--- START ---
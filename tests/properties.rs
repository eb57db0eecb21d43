use std::sync::Arc;

use control_contract::normalize::normalize_padding;
use control_contract::{validate, AdditionalPolicy, ObjectSchema, SchemaNode, ValidationOptions, Value};
use indexmap::IndexMap;
use proptest::prelude::*;

fn arb_value() -> impl Strategy<Value = Value> {
    let leaf = prop_oneof![
        Just(Value::Null),
        any::<bool>().prop_map(Value::Bool),
        (-1000i64..1000).prop_map(Value::Int),
        (-1000.0f64..1000.0).prop_map(Value::Float),
        "[a-z%]{0,6}".prop_map(Value::Str),
    ];
    leaf.prop_recursive(4, 48, 6, |inner| {
        prop_oneof![
            prop::collection::vec(inner.clone(), 0..6).prop_map(Value::Array),
            prop::collection::vec(("[a-e]", inner), 0..6)
                .prop_map(|kvs| Value::Object(kvs.into_iter().collect::<IndexMap<_, _>>())),
        ]
    })
}

fn arb_schema() -> impl Strategy<Value = SchemaNode> {
    let leaf = prop_oneof![
        Just(SchemaNode::any()),
        Just(SchemaNode::number()),
        Just(SchemaNode::integer()),
        Just(SchemaNode::string()),
        Just(SchemaNode::boolean()),
        Just(SchemaNode::enumeration(["a", "b"])),
        (proptest::option::of(-10.0f64..0.0), proptest::option::of(0.0f64..10.0))
            .prop_map(|(min, max)| SchemaNode::range(min, max)),
    ];
    leaf.prop_recursive(3, 24, 4, |inner| {
        prop_oneof![
            (inner.clone(), proptest::option::of(0usize..3), proptest::option::of(2usize..5))
                .prop_map(|(items, min, max)| SchemaNode::array_between(items, min, max)),
            (prop::collection::vec(("[a-e]", inner.clone()), 0..4), any::<bool>(), proptest::option::of("[a-e]"))
                .prop_map(|(props, closed, required)| {
                    let mut obj = props.into_iter().fold(ObjectSchema::new(), |o, (k, s)| o.prop(&k, s));
                    if let Some(key) = required {
                        obj = obj.require(&key);
                    }
                    if closed {
                        obj = obj.additional(AdditionalPolicy::Reject);
                    }
                    obj.into_node()
                }),
            prop::collection::vec(inner.clone(), 0..3).prop_map(SchemaNode::any_of),
            prop::collection::vec(inner, 0..3).prop_map(SchemaNode::one_of),
        ]
    })
}

fn arb_padding_input() -> impl Strategy<Value = Value> {
    let n = || -1.0e6f64..1.0e6;
    prop_oneof![
        n().prop_map(Value::Float),
        prop::sample::select(vec![1usize, 2, 4])
            .prop_flat_map(move |len| prop::collection::vec(n(), len))
            .prop_map(Value::from),
        (proptest::option::of(n()), n(), proptest::option::of(n())).prop_map(|(left, top, bottom)| {
            let mut m = IndexMap::new();
            if let Some(l) = left {
                m.insert("left".to_string(), Value::Float(l));
            }
            m.insert("top".to_string(), Value::Float(top));
            if let Some(b) = bottom {
                m.insert("bottom".to_string(), Value::Float(b));
            }
            Value::Object(m)
        }),
    ]
}

proptest! {
    #[test]
    fn validation_is_deterministic(value in arb_value(), schema in arb_schema(), strict in any::<bool>()) {
        let opts = ValidationOptions::lenient().with_strict(strict);
        let first = validate(&value, &schema, "p", &opts);
        let second = validate(&value, &schema, "p", &opts);
        prop_assert_eq!(first, second);
    }

    #[test]
    fn null_is_valid_for_every_schema(schema in arb_schema(), strict in any::<bool>()) {
        let opts = ValidationOptions::lenient().with_strict(strict);
        prop_assert!(validate(&Value::Null, &schema, "p", &opts).is_empty());
    }

    #[test]
    fn shared_and_cloned_schemas_agree(value in arb_value(), schema in arb_schema()) {
        let shared: Arc<SchemaNode> = schema.clone().shared();
        let opts = ValidationOptions::strict();
        prop_assert_eq!(validate(&value, &shared, "p", &opts), validate(&value, &schema, "p", &opts));
    }

    #[test]
    fn padding_normalization_is_idempotent(input in arb_padding_input()) {
        let once = normalize_padding(Some(&input)).unwrap().map(Value::from);
        let twice = normalize_padding(once.as_ref()).unwrap().map(Value::from);
        prop_assert_eq!(once, twice);
    }

    #[test]
    fn lenient_never_reports_more_than_strict(value in arb_value(), schema in arb_schema()) {
        let lenient = validate(&value, &schema, "p", &ValidationOptions::lenient()).len();
        let strict = validate(&value, &schema, "p", &ValidationOptions::strict()).len();
        prop_assert!(lenient <= strict || contains_union(&schema));
    }
}

// strictness can flip a union branch from matching to failing, which may
// trade several nested errors for one union error
fn contains_union(schema: &SchemaNode) -> bool {
    match schema {
        SchemaNode::AnyOf { .. } | SchemaNode::OneOf { .. } => true,
        SchemaNode::ArrayOf { items, .. } => contains_union(items),
        SchemaNode::ObjectOf(obj) => obj.properties.values().any(|s| contains_union(s)),
        _ => false,
    }
}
--- END ---
Your goal
From the material above, copy every line that has the word "properties" in it.

Response below
filename tests/properties.rs
        SchemaNode::ObjectOf(obj) => obj.properties.values().any(|s| contains_union(s)),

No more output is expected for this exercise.